White-collar crime and crimes against business requires substantial and well-integrated responses often beyond the capacities of a single agency or state. The transnational reach and impact of financial crimes has led to continued development of financial crime control at a global level. The course covers issues such as the evolution of banking supervision (Basel Committee), the Vienna Convention’s definition of money laundering (United Nations Convention Against Illicit Traffic in Narcotic Drugs and Psychotropic Substances 1988), OECD’s Financial Action Task Force (FATF) Anti-Money laundering (AML) and Counter Terrorist Financing (CTF) guidelines as well as international efforts to address tax havens and other cross border evasions of regulatory measures on the movement of illicit money and assets. By focusing on the ‘money trail’ and how to interdict, disrupt, seize and recover the profits of crime, including corporate fraud, and other serious and organised crime students acquire an appreciation of the main countermeasures.

Learning Outcomes

Upon successful completion, students will have the knowledge and skills to:

Upon Successful completion of this course, students will be able to:
  1. Demonstrate critical awareness of the criminological theories relevant to prevention and suppression of financial crime and the recovery of the proceeds of serious and organised crime in Australia and internationally.
  2. Assess the effectiveness of corporate governance, oversight and ethical responses to financial crime within Australian corporations domestically and abroad.
  3. Refer selectively to the literature and best practices informing effective financial crime control in the workplace and critically evaluate current research and scholarship in the field of Australian and multi-national corporate financial crime control.
  4. Apply concepts and theories of risk management, decision-making and ethical practice to the resolution of corporate financial crime and the monitoring of transnational crime and communicate these to specialists and non-specialists
  5. Use relevant data to identify and evaluate effective strategies for the prevention, deterrence and control of financial crime, including asset recovery from the  proceeds of serious and organised crime.

Indicative Assessment

Case selection – outline a recent financial crime case (800 words): 15% (LO 1 - 3)

Case Study (Problem Based Learning) seminar presentation of 30 minutes (groups of 4-6): 25% (LO 3-5)

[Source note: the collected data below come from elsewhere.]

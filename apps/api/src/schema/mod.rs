//! Schema Catalog: live section schemas parsed once into typed attribute descriptors.
//!
//! The schema provider hands out rows whose `attributes` / `attributes_type` columns are
//! JSON-encoded strings. Everything downstream (reconciler, compiler) works against the
//! parsed `SectionSchema` so the display-name → field-key mapping and the attribute kind
//! conventions are resolved exactly once per load.

use std::collections::HashMap;

use serde::{Deserialize, Serialize};
use serde_json::Value;
use thiserror::Error;
use tracing::warn;

use crate::models::schema::SectionSchemaRow;

pub mod compare;

pub use compare::structurally_equal;

#[derive(Debug, Error, PartialEq)]
pub enum SchemaError {
    #[error("section '{section}': attributes are not valid JSON: {reason}")]
    InvalidAttributes { section: String, reason: String },

    #[error("section '{section}': attributes must be a JSON object")]
    AttributesNotObject { section: String },

    #[error("section '{section}': field key for attribute '{attribute}' must be a string")]
    FieldKeyNotString { section: String, attribute: String },

    #[error("section '{section}': attributes_type is not valid JSON: {reason}")]
    InvalidAttributeTypes { section: String, reason: String },
}

// ────────────────────────────────────────────────────────────────────────────
// Attribute descriptors
// ────────────────────────────────────────────────────────────────────────────

#[derive(Debug, Clone, Copy, PartialEq, Eq, Hash, Serialize, Deserialize)]
#[serde(rename_all = "snake_case")]
pub enum AttributeKind {
    Date,
    Dropdown,
    Boolean,
    Text,
}

impl AttributeKind {
    /// Bucket name inside `attributes_type`. Checked in this order; first hit wins.
    const BUCKETS: [(&'static str, AttributeKind); 4] = [
        ("date", AttributeKind::Date),
        ("dropdown", AttributeKind::Dropdown),
        ("boolean", AttributeKind::Boolean),
        ("text", AttributeKind::Text),
    ];

    /// Resolves the kind of `display_name` from an `attributes_type` object.
    /// An attribute listed in no bucket is free text.
    pub fn resolve(attributes_type: &Value, display_name: &str) -> AttributeKind {
        for (bucket, kind) in Self::BUCKETS {
            if bucket_contains(attributes_type.get(bucket), display_name) {
                return kind;
            }
        }
        AttributeKind::Text
    }
}

fn bucket_contains(bucket: Option<&Value>, display_name: &str) -> bool {
    match bucket {
        Some(Value::Object(map)) => map.contains_key(display_name),
        Some(Value::Array(items)) => items.iter().any(|v| v.as_str() == Some(display_name)),
        _ => false,
    }
}

/// A schema attribute with its display label, storage key and kind resolved.
#[derive(Debug, Clone, PartialEq, Serialize, Deserialize)]
pub struct AttributeDescriptor {
    pub kind: AttributeKind,
    pub display_name: String,
    pub field_key: String,
}

// ────────────────────────────────────────────────────────────────────────────
// Section schema
// ────────────────────────────────────────────────────────────────────────────

#[derive(Debug, Clone, PartialEq, Serialize, Deserialize)]
pub struct SectionSchema {
    pub data_section_id: String,
    pub title: String,
    pub data_type: String,
    /// Attributes in display order.
    pub attributes: Vec<AttributeDescriptor>,
    /// Raw typed classification, kept for drift comparison.
    pub attributes_type: Value,
}

impl SectionSchema {
    pub fn from_row(row: &SectionSchemaRow) -> Result<Self, SchemaError> {
        let section = row.data_section_id.clone();

        let attributes_value: Value =
            serde_json::from_str(&row.attributes).map_err(|e| SchemaError::InvalidAttributes {
                section: section.clone(),
                reason: e.to_string(),
            })?;
        let Value::Object(attribute_map) = attributes_value else {
            return Err(SchemaError::AttributesNotObject { section });
        };

        let attributes_type = parse_attribute_types(&section, &row.attributes_type)?;

        let mut attributes = Vec::with_capacity(attribute_map.len());
        for (display_name, field_key) in attribute_map {
            let Value::String(field_key) = field_key else {
                return Err(SchemaError::FieldKeyNotString {
                    section,
                    attribute: display_name,
                });
            };
            attributes.push(AttributeDescriptor {
                kind: AttributeKind::resolve(&attributes_type, &display_name),
                display_name,
                field_key,
            });
        }

        Ok(SectionSchema {
            data_section_id: row.data_section_id.clone(),
            title: row.title.clone(),
            data_type: row.data_type.clone(),
            attributes,
            attributes_type,
        })
    }

    pub fn display_names(&self) -> impl Iterator<Item = &str> {
        self.attributes.iter().map(|a| a.display_name.as_str())
    }

    pub fn attribute(&self, display_name: &str) -> Option<&AttributeDescriptor> {
        self.attributes
            .iter()
            .find(|a| a.display_name == display_name)
    }
}

/// Blank `attributes_type` columns are common for sections without typed fields.
fn parse_attribute_types(section: &str, raw: &str) -> Result<Value, SchemaError> {
    if raw.trim().is_empty() {
        return Ok(Value::Object(Default::default()));
    }
    serde_json::from_str(raw).map_err(|e| SchemaError::InvalidAttributeTypes {
        section: section.to_string(),
        reason: e.to_string(),
    })
}

// ────────────────────────────────────────────────────────────────────────────
// Catalog
// ────────────────────────────────────────────────────────────────────────────

/// All live section schemas, in provider order, indexed by `data_section_id`.
#[derive(Debug, Clone, Default)]
pub struct SchemaCatalog {
    sections: Vec<SectionSchema>,
    by_id: HashMap<String, usize>,
}

impl SchemaCatalog {
    pub fn new(sections: Vec<SectionSchema>) -> Self {
        let by_id = sections
            .iter()
            .enumerate()
            .map(|(i, s)| (s.data_section_id.clone(), i))
            .collect();
        Self { sections, by_id }
    }

    /// Builds a catalog from provider rows. Rows that fail to parse are skipped:
    /// a broken schema row behaves like a section that no longer exists upstream.
    pub fn from_rows(rows: &[SectionSchemaRow]) -> Self {
        let sections = rows
            .iter()
            .filter_map(|row| match SectionSchema::from_row(row) {
                Ok(schema) => Some(schema),
                Err(e) => {
                    warn!(error = %e, "Skipping unparseable section schema");
                    None
                }
            })
            .collect();
        Self::new(sections)
    }

    pub fn get(&self, data_section_id: &str) -> Option<&SectionSchema> {
        self.by_id.get(data_section_id).map(|&i| &self.sections[i])
    }

    pub fn iter(&self) -> impl Iterator<Item = &SectionSchema> {
        self.sections.iter()
    }

    pub fn len(&self) -> usize {
        self.sections.len()
    }
}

Literature review symposium essay (800 words): 15% (LO 1-3)

Major Research Essay (4000 words): 50% (LO 1-5) 

The ANU uses Turnitin to enhance student citation and referencing techniques, and to assess assignment submissions as a component of the University's approach to managing Academic Integrity. While the use of Turnitin is not mandatory, the ANU highly recommends Turnitin is used by both teaching staff and students. For additional information regarding Turnitin please visit the ANU Online website.


130 hours of total student learning time made up from: a) 36 hours of contact over 12 weeks: 18 hours of lectures, and 18 hours of seminars and workshops; and, b) 94 hours of independent student research, reading and writing.

Preliminary Reading

Specialist Journals:  Journal of Financial Crime; Journal of Money Laundering
Association of Certified Fraud Examiners, 2012, Report to the Nations on Occupational Fraud and Abuse, Austin: Association of Certified Fraud Examiners.
Australian Transaction Reports and Analysis Centre, 2011, Money laundering in Australia 2011m  Sydney: Australian Transaction Reports and Analysis Centre.
Benson, M., L, & Simpson, S. 2009, White Collar Crime: An Opportunity Perspective. New York: Taylor & Francis.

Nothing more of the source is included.